**Author:**

Johann Lainer, Senior Marketing Communications Specialist, Watlow

**Date**

09/30/2021

Troubleshooting any inefficiencies and reducing heat loss can improve the efficiency of heating systems and save costs. Here, it breaks down the factors related to heat loss and explains how to calculate predicted heat loss for your application.

Heat loss is the intentional or unintentional movement of heat from one material to another, which can happen through conduction, convection or radiation. Conduction often occurs when an insulated or uninsulated component is in direct contact with another component, convection occurs when a pipe, electric heater or other component has an air barrier around it, while radiation is when there is no contact and heat moves as waves.

**How heat loss happens**

With an understanding of how heat loss occurs, it’s important to then select power and temperature controllers that best suit your heating situation. One way to do this is to account for common heat loss factors. While every scenario will have different factors affecting heat loss and transfer, uninsulated surfaces, vertical or horizontal insulated surfaces and oil, paraffin or water surfaces are common areas of heat loss that design engineers must account for when selecting heating products.

Factors that influence heat loss can change when relocating a process or make changes to an assembly line. Targeting a facility’s heat loss factors and making necessary adjustments with controlling equipment or insulation strategies keeps your operations running at the same quality and consistency as it was before the change.

In addition, adjusting the temperature of a heater or protecting it from one or more of these heat loss factors can reduce the wattage usage of the system, saving a considerable amount in daily operating expenses.

**Emissivity and heat loss**

Emissivity is defined as the ability of a particular object or material to emit infrared energy. The emissivity of a heater, thermocouple and insulation can affect the heat loss by radiation.
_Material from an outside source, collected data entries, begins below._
//! JSON configuration: typed model, loading, validation and generation

pub mod defaults;
pub mod error;
pub mod loader;
pub mod types;

pub use defaults::{DEFAULT_CONFIG_DOCUMENT, DEFAULT_CONFIG_FILE};
pub use error::{ConfigError, ConfigResult};
pub use loader::{generate_config, load_config, parse_config, validate_config};
pub use types::{
    AccountConfig, DownloadsConfig, RuntimeSettings, ScanSelector, ScanSmugglerConfig,
    StaticSourceConfig, TenableIoDestinationConfig, TenableIoSourceConfig,
    TenableScDestinationConfig, TenableScSourceConfig, UploadsConfig,
};
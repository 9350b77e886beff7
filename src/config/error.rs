//! Configuration Error Types

use std::path::PathBuf;

/// Errors raised while loading, validating or generating the configuration.
/// All of them are fatal and happen before any network I/O.
#[derive(Debug, thiserror::Error)]
pub enum ConfigError {
    #[error("{} does not exist. Use the --config-gen argument to create one.", .path.display())]
    NotFound { path: PathBuf },

    #[error("Unable to read {}: {source}", .path.display())]
    Read {
        path: PathBuf,
        #[source]
        source: std::io::Error,
    },

    #[error("Improperly formatted JSON configuration file {}: {source}", .path.display())]
    Parse {
        path: PathBuf,
        #[source]
        source: serde_json::Error,
    },

    #[error("Invalid configuration: {message}")]
    Invalid { message: String },

    #[error("The {} configuration file already exists and will NOT be overwritten.", .path.display())]
    AlreadyExists { path: PathBuf },

    #[error("Unable to write {}: {source}", .path.display())]
    Write {
        path: PathBuf,
        #[source]
        source: std::io::Error,
    },
}

impl ConfigError {
    pub fn invalid(message: impl Into<String>) -> Self {
        ConfigError::Invalid {
            message: message.into(),
        }
    }
}

impl crate::core::error_handling::ContextualError for ConfigError {
    fn is_user_actionable(&self) -> bool {
        match self {
            ConfigError::NotFound { .. }
            | ConfigError::Parse { .. }
            | ConfigError::Invalid { .. }
            | ConfigError::AlreadyExists { .. } => true,
            ConfigError::Read { .. } | ConfigError::Write { .. } => false,
        }
    }

    fn user_message(&self) -> Option<String> {
        if self.is_user_actionable() {
            Some(self.to_string())
        } else {
            None
        }
    }
}

pub type ConfigResult<T> = Result<T, ConfigError>;
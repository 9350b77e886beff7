//! End-to-end transfer tests
//!
//! A configuration file drives a full run against mocked Tenable.io and
//! Tenable.sc APIs.

use mockito::{Matcher, Server};
use scan_smuggler::app::startup::run_transfer;
use scan_smuggler::transfer::{TransferError, TransferOutcome};
use std::path::Path;
use tempfile::TempDir;

use crate::common::NESSUS_BODY;

fn write_config(dir: &Path, io_url: &str, sc_url: &str, staging: &Path) -> std::path::PathBuf {
    let config = serde_json::json!({
        "downloads": {
            "tenable_io": [{
                "enabled": true,
                "id": "io-source",
                "url": io_url,
                "access_key": "io-key",
                "secret_key": "io-secret",
                "proxies": null,
                "ssl_verify": true,
                "scan_ids": [100, 200]
            }],
            "tenable_sc": [],
            "completed_within_days": 1,
            "nessus_files": []
        },
        "uploads": {
            "tenable_io": [{
                "enabled": true,
                "id": "io-source-again",
                "url": io_url,
                "access_key": "io-key",
                "secret_key": "io-secret",
                "proxies": null,
                "ssl_verify": true,
                "folder_id": 5,
                "dashboards": false
            }],
            "tenable_sc": [{
                "enabled": true,
                "id": "sc-dest",
                "host": sc_url,
                "access_key": "sc-key",
                "secret_key": "sc-secret",
                "proxies": null,
                "ssl_verify": true,
                "repository_id": 2,
                "dhcp": true,
                "virtual_hosts": false,
                "dead_hosts_wait": 30
            }]
        },
        "settings": {
            "staging_dir": staging,
            "request_timeout_secs": 5,
            "export_poll_interval_secs": 0,
            "export_poll_attempts": 2
        }
    });
    let path = dir.join("tenable.json");
    std::fs::write(&path, serde_json::to_string_pretty(&config).unwrap()).unwrap();
    path
}

#[tokio::test]
async fn test_io_scan_moves_to_sc_and_not_back_to_io() {
    let mut io = Server::new_async().await;
    let mut sc = Server::new_async().await;
    let now = chrono::Utc::now().timestamp();

    // scan 100: fresh and completed
    let _history_100 = io
        .mock("GET", "/scans/100/history")
        .match_query(Matcher::Any)
        .with_status(200)
        .with_body(format!(
            r#"{{"history": [{{"id": 11, "status": "completed", "time_end": {}}}]}}"#,
            now - 3600
        ))
        .create_async()
        .await;
    // scan 200: two days old
    let _history_200 = io
        .mock("GET", "/scans/200/history")
        .match_query(Matcher::Any)
        .with_status(200)
        .with_body(format!(
            r#"{{"history": [{{"id": 22, "status": "completed", "time_end": {}}}]}}"#,
            now - 172_800
        ))
        .create_async()
        .await;
    let _export = io
        .mock("POST", "/scans/100/export")
        .match_query(Matcher::UrlEncoded("history_id".into(), "11".into()))
        .with_status(200)
        .with_body(r#"{"file": 900}"#)
        .create_async()
        .await;
    let _status = io
        .mock("GET", "/scans/100/export/900/status")
        .with_status(200)
        .with_body(r#"{"status": "ready"}"#)
        .create_async()
        .await;
    let _download = io
        .mock("GET", "/scans/100/export/900/download")
        .with_status(200)
        .with_body(NESSUS_BODY)
        .create_async()
        .await;
    let no_export_200 = io
        .mock("POST", "/scans/200/export")
        .match_query(Matcher::Any)
        .expect(0)
        .create_async()
        .await;
    let no_upload_back = io
        .mock("POST", "/file/upload")
        .expect(0)
        .create_async()
        .await;

    let sc_upload = sc
        .mock("POST", "/rest/file/upload")
        .match_header("x-apikey", "accesskey=sc-key; secretkey=sc-secret;")
        .with_status(200)
        .with_body(r#"{"response": {"filename": "tmp100"}, "error_code": 0, "error_msg": ""}"#)
        .create_async()
        .await;
    let sc_import = sc
        .mock("POST", "/rest/scanResult/import")
        .match_body(Matcher::Json(serde_json::json!({
            "filename": "tmp100",
            "repository": {"id": "2"},
            "dhcpTracking": "true",
            "scanningVirtualHosts": "false",
            "classifyMitigatedAge": "30"
        })))
        .with_status(200)
        .with_body(r#"{"response": "", "error_code": 0, "error_msg": ""}"#)
        .create_async()
        .await;

    let workdir = TempDir::new().unwrap();
    let staging = TempDir::new().unwrap();
    let config = write_config(workdir.path(), &io.url(), &sc.url(), staging.path());

    let summary = run_transfer(&config).await.unwrap();

    assert_eq!(summary.outcome, TransferOutcome::Completed);
    assert_eq!(summary.downloaded, 1);
    assert_eq!(summary.uploaded, 1);
    assert_eq!(summary.skipped_loopback, 1);
    assert_eq!(summary.removed, 1);
    assert_eq!(summary.upload_failures, 0);

    sc_upload.assert_async().await;
    sc_import.assert_async().await;
    no_export_200.assert_async().await;
    no_upload_back.assert_async().await;

    // staging root holds nothing once the run is over
    assert_eq!(std::fs::read_dir(staging.path()).unwrap().count(), 0);
}

#[tokio::test]
async fn test_missing_config_is_fatal() {
    let workdir = TempDir::new().unwrap();
    let result = run_transfer(&workdir.path().join("tenable.json")).await;

    assert!(matches!(result, Err(TransferError::Config(_))));
}

#[tokio::test]
async fn test_default_config_moves_nothing() {
    let workdir = TempDir::new().unwrap();
    let path = workdir.path().join("tenable.json");
    std::fs::write(&path, scan_smuggler::config::DEFAULT_CONFIG_DOCUMENT).unwrap();

    let summary = run_transfer(&path).await.unwrap();

    assert_eq!(summary.outcome, TransferOutcome::NothingToUpload);
}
This is another piece of the puzzle when determining how much heat is required for a specific application. It’s important to explore the emissivity of the material in the heating process and identify whether the material is a polished surface or has medium or heavy oxide. Even non-metals are emissive, so the specific heat of insulation materials must be checked to see how it can affect overall heat loss.

**Calculating heat loss**

When working to reduce heat loss, adopting a predictive mindset is advised. Watlow recommends calculating a process or piece of equipment’s expected heat loss based on the location, insulation type and material being heated.

To understand how to calculate heat loss, multiply the convection curve value by a factor of 1.29 for horizontal heating products, whereas vertical pipes should use the direct value of the curve. For bottom surfaces, multiply the curve by 0.63. However, this offers a rough guide and the calculation does not consider other heat loss factors that may affect your product. Original equipment manufacturers (OEMs) need a more accurate way to measure heat loss for their specific product, so alterations known as emissivity values need to be made.

Using the graph is helpful at high temperatures, but as the temperature reaches ambient, or over 21 degrees Celsius, it can be difficult to read. There are two general rules that can help you arrive at a more precise temperature reading.

Firstly, calculate losses from an uninsulated surface close to 1.0 emissivity by dividing the temperature rise above ambient by 200, and secondly, calculate losses from an insulated surface with the approximate thickness of one inch and a thermal conductivity K-value of 0.5 by dividing the rise above ambient temperature by 950.

**From heat loss, to heat gained**

Now we’ve covered how to calculate heat loss, it’s equally important to understand how to calculate is the amount of heat required for a given operation. Most electrical heating problems can be solved by determining the heat required to carry out the job. The heat requirement must be converted to electrical power and the most practical heater can then be selected for the job. Whether the problem is heating solids, liquids or gases, the approach to determining the power requirement remains the same.

Click image to enlarge

*Figure 2: Heat loss image*

Before calculating energy requirements, the heating problem must be clearly determined, paying careful attention to defining operating parameters. To achieve the most accurate result, OEMs must ensure key information is considered such as minimum start and finish temperatures expected, required time for start-up heating and process cycle times, weight and dimensions of both heated material and the containing vessel, as well as electrical requirements including voltage, and power controller type.

The thermal system being designed may not consider all the possible or unforeseen heating requirements, so it’s crucial to remember the safety factor, which increases heater capacity beyond calculated requirements.

The power required (kW) is the heat energy value (kWH) divided by the required start-up or working cycle time. The kW rating of the heater will be the greater of these values plus a safety factor. The total kWH required will be either the heat required for start-up or the heat required to maintain the desired temperature, depending on which calculated result is larger.

The calculation of start-up and operating requirements consists of several distinct parts that are best handled separately. However, a shorter method can be used for a quick estimate of the heat energy required.

Watlow offers a range of industrial heating equipment and technical guides to help design engineers understand and manage heat loss factors.

**Summary**

Heat loss is influenced by various reasons dependent on the material and application. However, the result remains the same — increased costs and more inefficiencies. Understanding what causes heat loss and knowing how to calculate the predicted loss of your application is key to maintaining productivity. OEMs can also take their design one step further by understanding how to calculate the required heat for an operation.